David Harris Hill (February 1, 1941 – March 14, 2022) was an American football player. He is a member of the Alabama Sports Hall of Fame, inducted in 2011, and a member of the Kansas City Chiefs Hall of Honor, inducted in 1997.

Hill was born in Lanett, Alabama and attended Lanett High School. He graduated in 1959 and attended Auburn University along with fellow Lanett High School alumnus, Bobby Hunt. Hunt played quarterback and defensive back while Hill played offensive and defensive line.

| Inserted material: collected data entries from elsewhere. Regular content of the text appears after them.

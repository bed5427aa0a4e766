//! Core table types for representing ingested sheets

use chrono::{NaiveDateTime, Timelike};
use serde::{Deserialize, Serialize};
use std::path::PathBuf;

/// One ingested sheet, immutable after the reader hands it over
#[derive(Debug, Clone, PartialEq, Serialize, Deserialize)]
pub struct Table {
    /// File the sheet was read from
    pub source_file: PathBuf,
    /// Sheet name inside that file
    pub source_sheet: String,
    /// Column names in header order, unique within the table
    pub columns: Vec<String>,
    /// Row data in on-disk order
    pub rows: Vec<Row>,
}

impl Table {
    /// Create a new empty table
    pub fn new(source_file: PathBuf, source_sheet: impl Into<String>) -> Self {
        Self {
            source_file,
            source_sheet: source_sheet.into(),
            columns: Vec::new(),
            rows: Vec::new(),
        }
    }

    /// Get the number of columns
    pub fn column_count(&self) -> usize {
        self.columns.len()
    }

    /// Get the number of rows
    pub fn row_count(&self) -> usize {
        self.rows.len()
    }

    /// File name component of the source path, as written into provenance columns
    pub fn source_file_name(&self) -> String {
        self.source_file
            .file_name()
            .map(|n| n.to_string_lossy().into_owned())
            .unwrap_or_else(|| self.source_file.to_string_lossy().into_owned())
    }
}

static EMPTY_CELL: CellValue = CellValue::Empty;

/// A row of data. Trailing cells may be omitted and read back as `Empty`.
#[derive(Debug, Clone, PartialEq, Default, Serialize, Deserialize)]
pub struct Row {
    /// Cell values by column position
    pub cells: Vec<CellValue>,
}

impl Row {
    /// Create a new row
    pub fn new(cells: Vec<CellValue>) -> Self {
        Self { cells }
    }

    /// Get a cell value by column index; missing cells are `Empty`
    pub fn get(&self, index: usize) -> &CellValue {
        self.cells.get(index).unwrap_or(&EMPTY_CELL)
    }

    /// True when every cell is blank (or the row has no cells)
    pub fn is_blank(&self) -> bool {
        self.cells.iter().all(CellValue::is_blank)
    }
}

/// A cell value: closed over the kinds a spreadsheet cell can hold
#[derive(Debug, Clone, PartialEq, Serialize, Deserialize)]
pub enum CellValue {
    /// Text value
    Text(String),
    /// Numeric value (integers included)
    Number(f64),
    /// Date or date-time value
    Date(NaiveDateTime),
    /// Empty/null cell
    Empty,
}

impl CellValue {
    /// Parse a text field into a CellValue, detecting numbers
    pub fn parse(s: &str) -> Self {
        let trimmed = s.trim();

        if trimmed.is_empty() {
            return CellValue::Empty;
        }

        if let Ok(n) = trimmed.parse::<f64>() {
            if n.is_finite() {
                return CellValue::Number(n);
            }
        }

        CellValue::Text(trimmed.to_string())
    }

    /// Check if the cell is empty
    pub fn is_empty(&self) -> bool {
        matches!(self, CellValue::Empty)
    }

    /// Empty, or text made only of whitespace
    pub fn is_blank(&self) -> bool {
        match self {
            CellValue::Empty => true,
            CellValue::Text(s) => s.trim().is_empty(),
            _ => false,
        }
    }

    /// Hashable comparison key used by deduplication
    pub fn key(&self) -> CellKey {
        match self {
            CellValue::Text(s) => CellKey::Text(s.clone()),
            CellValue::Number(n) => CellKey::Number(canonical_bits(*n)),
            CellValue::Date(d) => CellKey::Date(*d),
            CellValue::Empty => CellKey::Empty,
        }
    }

    /// Convert to a display string
    pub fn to_string_value(&self) -> String {
        self.to_string()
    }

    /// Approximate rendered width in character cells.
    ///
    /// CJK and other wide glyphs count double.
    pub fn display_width(&self) -> usize {
        match self {
            CellValue::Empty => 0,
            other => text_width(&other.to_string()),
        }
    }
}

impl std::fmt::Display for CellValue {
    fn fmt(&self, f: &mut std::fmt::Formatter<'_>) -> std::fmt::Result {
        match self {
            CellValue::Text(s) => write!(f, "{}", s),
            CellValue::Number(n) => {
                if n.fract() == 0.0 && n.abs() < 1e15 {
                    write!(f, "{}", *n as i64)
                } else {
                    write!(f, "{}", n)
                }
            }
            CellValue::Date(d) => {
                if d.hour() == 0 && d.minute() == 0 && d.second() == 0 && d.nanosecond() == 0 {
                    write!(f, "{}", d.format("%Y-%m-%d"))
                } else {
                    write!(f, "{}", d.format("%Y-%m-%d %H:%M:%S"))
                }
            }
            CellValue::Empty => write!(f, ""),
        }
    }
}

/// Exact-equality key for a cell.
///
/// Numbers compare by value with `-0.0 == 0.0` and all NaNs equal;
/// values of different kinds never compare equal.
#[derive(Debug, Clone, PartialEq, Eq, Hash)]
pub enum CellKey {
    Text(String),
    Number(u64),
    Date(NaiveDateTime),
    Empty,
}

fn canonical_bits(n: f64) -> u64 {
    if n.is_nan() {
        f64::NAN.to_bits()
    } else if n == 0.0 {
        0.0f64.to_bits()
    } else {
        n.to_bits()
    }
}

/// Width estimate for column sizing
pub fn text_width(s: &str) -> usize {
    s.chars()
        .map(|c| if (c as u32) >= 0x2E80 { 2 } else { 1 })
        .sum()
}
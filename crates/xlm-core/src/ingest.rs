//! Parallel ingestion: runs the sheet reader over every input file on a
//! bounded worker pool and restores enumeration order afterwards.

use crate::config::{MergeConfig, WorkerKind};
use crate::error::{Error, Result};
use crate::progress::{CancelToken, ProgressEvent, ProgressSink};
use crate::reader::read_tables;
use crate::table::Table;
use rayon::prelude::*;
use rayon::ThreadPoolBuilder;
use serde::{Deserialize, Serialize};
use std::io::Write;
use std::path::{Path, PathBuf};
use std::process::{Command, Stdio};
use std::time::Instant;
use tracing::{debug, warn};

/// Subcommand a process worker binary must implement
pub const WORKER_SUBCOMMAND: &str = "read-worker";

/// Knobs for the ingestion stage
#[derive(Debug, Clone)]
pub struct IngestOptions {
    pub worker_kind: WorkerKind,
    pub worker_count: usize,
    pub worker_program: Option<PathBuf>,
    pub sheet_filter: Option<Vec<String>>,
}

impl Default for IngestOptions {
    fn default() -> Self {
        Self {
            worker_kind: WorkerKind::Thread,
            worker_count: 1,
            worker_program: None,
            sheet_filter: None,
        }
    }
}

impl From<&MergeConfig> for IngestOptions {
    fn from(config: &MergeConfig) -> Self {
        Self {
            worker_kind: config.worker_kind,
            worker_count: config.worker_count.max(1),
            worker_program: config.worker_program.clone(),
            sheet_filter: config.sheet_filter.clone(),
        }
    }
}

/// An input file that was left out of the merge
#[derive(Debug, Clone, PartialEq, Serialize, Deserialize)]
pub struct SkippedFile {
    pub path: PathBuf,
    pub reason: String,
}

/// Output of the ingestion stage
#[derive(Debug, Default)]
pub struct Ingested {
    /// Tables in file order, then sheet order within a file
    pub tables: Vec<Table>,
    /// Files that failed to read, in file order
    pub skipped: Vec<SkippedFile>,
    /// Number of files read successfully
    pub files_read: usize,
}

/// Read every file, `worker_count` at a time.
///
/// Progress events are emitted in completion order; the returned tables are
/// in submission order regardless. A failed file is recorded and never
/// cancels its siblings. When `cancel` fires, files not yet started are
/// abandoned and the whole stage returns [`Error::Cancelled`].
pub fn ingest(
    files: &[PathBuf],
    options: &IngestOptions,
    sink: &dyn ProgressSink,
    cancel: &CancelToken,
) -> Result<Ingested> {
    let run_one = |(idx, path): (usize, &PathBuf)| -> (usize, Option<Result<Vec<Table>>>) {
        if cancel.is_cancelled() {
            return (idx, None);
        }
        (idx, Some(read_with_events(path, options, sink)))
    };

    let mut outcomes = match ThreadPoolBuilder::new()
        .num_threads(options.worker_count.max(1))
        .build()
    {
        Ok(pool) => pool.install(|| files.par_iter().enumerate().map(run_one).collect::<Vec<_>>()),
        Err(e) => {
            warn!(
                workers = options.worker_count,
                error = %e,
                "failed to initialize thread pool; reading serially"
            );
            files.iter().enumerate().map(run_one).collect::<Vec<_>>()
        }
    };

    if cancel.is_cancelled() {
        return Err(Error::Cancelled);
    }

    outcomes.sort_by_key(|(idx, _)| *idx);

    let mut ingested = Ingested::default();
    for (idx, outcome) in outcomes {
        match outcome {
            Some(Ok(tables)) => {
                ingested.files_read += 1;
                ingested.tables.extend(tables);
            }
            Some(Err(e)) => ingested.skipped.push(SkippedFile {
                path: files[idx].clone(),
                reason: e.to_string(),
            }),
            None => return Err(Error::Cancelled),
        }
    }

    Ok(ingested)
}

fn read_with_events(
    path: &Path,
    options: &IngestOptions,
    sink: &dyn ProgressSink,
) -> Result<Vec<Table>> {
    sink.emit(ProgressEvent::FileStarted {
        path: path.to_path_buf(),
    });
    let started = Instant::now();

    let result = match options.worker_kind {
        WorkerKind::Thread => read_tables(path, options.sheet_filter.as_deref()),
        WorkerKind::Process => read_in_child(path, options),
    };

    if let Err(e) = &result {
        warn!(path = %path.display(), error = %e, "skipping file");
        sink.emit(ProgressEvent::FileFailed {
            path: path.to_path_buf(),
            reason: e.to_string(),
        });
    }
    sink.emit(ProgressEvent::FileCompleted {
        path: path.to_path_buf(),
        success: result.is_ok(),
        elapsed: started.elapsed(),
    });
    result
}

fn read_in_child(path: &Path, options: &IngestOptions) -> Result<Vec<Table>> {
    let worker_error = |message: String| Error::Worker {
        path: path.to_path_buf(),
        message,
    };

    let program = match &options.worker_program {
        Some(program) => program.clone(),
        None => std::env::current_exe()
            .map_err(|e| worker_error(format!("cannot locate worker executable: {}", e)))?,
    };

    let mut command = Command::new(&program);
    command.arg(WORKER_SUBCOMMAND).arg("--file").arg(path);
    for sheet in options.sheet_filter.iter().flatten() {
        command.arg("--sheet").arg(sheet);
    }
    debug!(program = %program.display(), path = %path.display(), "spawning read worker");

    let output = command
        .stdin(Stdio::null())
        .output()
        .map_err(|e| worker_error(format!("failed to spawn '{}': {}", program.display(), e)))?;

    if !output.status.success() {
        let stderr = String::from_utf8_lossy(&output.stderr).trim().to_string();
        let message = if stderr.is_empty() {
            format!("worker exited with {}", output.status)
        } else {
            stderr
        };
        return Err(Error::CorruptFile {
            path: path.to_path_buf(),
            message,
        });
    }

    decode_worker_output(path, &output.stdout)
}

/// Read a file and print its tables as JSON; the body of a process worker
pub fn write_worker_output<W: Write>(
    path: &Path,
    sheet_filter: Option<&[String]>,
    out: W,
) -> Result<()> {
    let tables = read_tables(path, sheet_filter)?;
    serde_json::to_writer(out, &tables)?;
    Ok(())
}

/// Rebuild tables from a worker's stdout
pub fn decode_worker_output(path: &Path, stdout: &[u8]) -> Result<Vec<Table>> {
    serde_json::from_slice(stdout).map_err(|e| Error::Worker {
        path: path.to_path_buf(),
        message: format!("invalid worker output: {}", e),
    })
}

#[cfg(test)]
mod tests {
    use super::*;
    use std::fs;
    use std::sync::Mutex;

    fn write_inputs(dir: &Path) -> Vec<PathBuf> {
        let mut files = Vec::new();
        for i in 0..6 {
            let path = dir.join(format!("f{}.csv", i));
            fs::write(&path, format!("id,val\n{},a\n{},b\n", i * 10, i * 10 + 1)).unwrap();
            files.push(path);
        }
        files
    }

    fn options(workers: usize) -> IngestOptions {
        IngestOptions {
            worker_count: workers,
            ..IngestOptions::default()
        }
    }

    #[test]
    fn test_order_independent_of_worker_count() {
        let dir = tempfile::tempdir().unwrap();
        let files = write_inputs(dir.path());
        let sink = Mutex::new(Vec::new());

        let serial = ingest(&files, &options(1), &sink, &CancelToken::new()).unwrap();
        let parallel = ingest(&files, &options(8), &sink, &CancelToken::new()).unwrap();

        assert_eq!(serial.tables, parallel.tables);
        let sources: Vec<_> = parallel.tables.iter().map(|t| t.source_file.clone()).collect();
        assert_eq!(sources, files);
    }

    #[test]
    fn test_failed_file_is_recorded_not_fatal() {
        let dir = tempfile::tempdir().unwrap();
        let mut files = write_inputs(dir.path());
        let bad = dir.path().join("bad.xlsx");
        fs::write(&bad, b"garbage").unwrap();
        files.insert(2, bad.clone());
        let sink = Mutex::new(Vec::new());

        let result = ingest(&files, &options(4), &sink, &CancelToken::new()).unwrap();

        assert_eq!(result.files_read, 6);
        assert_eq!(result.tables.len(), 6);
        assert_eq!(result.skipped.len(), 1);
        assert_eq!(result.skipped[0].path, bad);

        let events = sink.into_inner().unwrap();
        let completed = events
            .iter()
            .filter(|e| matches!(e, ProgressEvent::FileCompleted { .. }))
            .count();
        assert_eq!(completed, files.len());
        assert!(events.iter().any(|e| matches!(
            e,
            ProgressEvent::FileFailed { path, .. } if *path == bad
        )));
    }

    #[test]
    fn test_cancel_before_start_abandons_everything() {
        let dir = tempfile::tempdir().unwrap();
        let files = write_inputs(dir.path());
        let sink = Mutex::new(Vec::new());
        let cancel = CancelToken::new();
        cancel.cancel();

        let err = ingest(&files, &options(2), &sink, &cancel).unwrap_err();
        assert!(matches!(err, Error::Cancelled));
        assert!(sink.into_inner().unwrap().is_empty());
    }

    #[test]
    fn test_empty_file_list() {
        let sink = Mutex::new(Vec::new());
        let result = ingest(&[], &options(2), &sink, &CancelToken::new()).unwrap();
        assert!(result.tables.is_empty());
        assert_eq!(result.files_read, 0);
    }

    #[test]
    fn test_missing_worker_program_skips_file() {
        let dir = tempfile::tempdir().unwrap();
        let files = write_inputs(dir.path());
        let opts = IngestOptions {
            worker_kind: WorkerKind::Process,
            worker_count: 2,
            worker_program: Some(dir.path().join("no-such-worker")),
            sheet_filter: None,
        };
        let sink = Mutex::new(Vec::new());

        let result = ingest(&files[..2], &opts, &sink, &CancelToken::new()).unwrap();
        assert!(result.tables.is_empty());
        assert_eq!(result.skipped.len(), 2);
    }

    #[test]
    fn test_worker_output_protocol() {
        let dir = tempfile::tempdir().unwrap();
        let files = write_inputs(dir.path());

        let mut buf = Vec::new();
        write_worker_output(&files[0], None, &mut buf).unwrap();
        let tables = decode_worker_output(&files[0], &buf).unwrap();
        assert_eq!(tables, read_tables(&files[0], None).unwrap());

        let err = decode_worker_output(&files[0], b"not json").unwrap_err();
        assert!(matches!(err, Error::Worker { .. }));
    }
}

A 24th round draft choice in 1963 for the American Football League (AFL)'s Kansas City Chiefs, he wore jersey number 73. Hill went on to play 149 games in all with the Chiefs, the fourth most ever by a Kansas City offensive lineman. At one point, he did not miss a game for nine straight seasons.

He started for the Chiefs at right tackle in Super Bowl I and Super Bowl IV, earning two AFL Championship rings and a World Championship ring, and playing in the first (Super Bowl I) and last (Super Bowl IV) World Championships between the champions of the AFL and the NFL. In Super Bowl IV, he handled well one of the best defensive ends of that era, Carl Eller, a member of the Pro Football Hall of Fame, as the Chiefs rushed for 151 yards that day, for their only Super Bowl title until 2019 season.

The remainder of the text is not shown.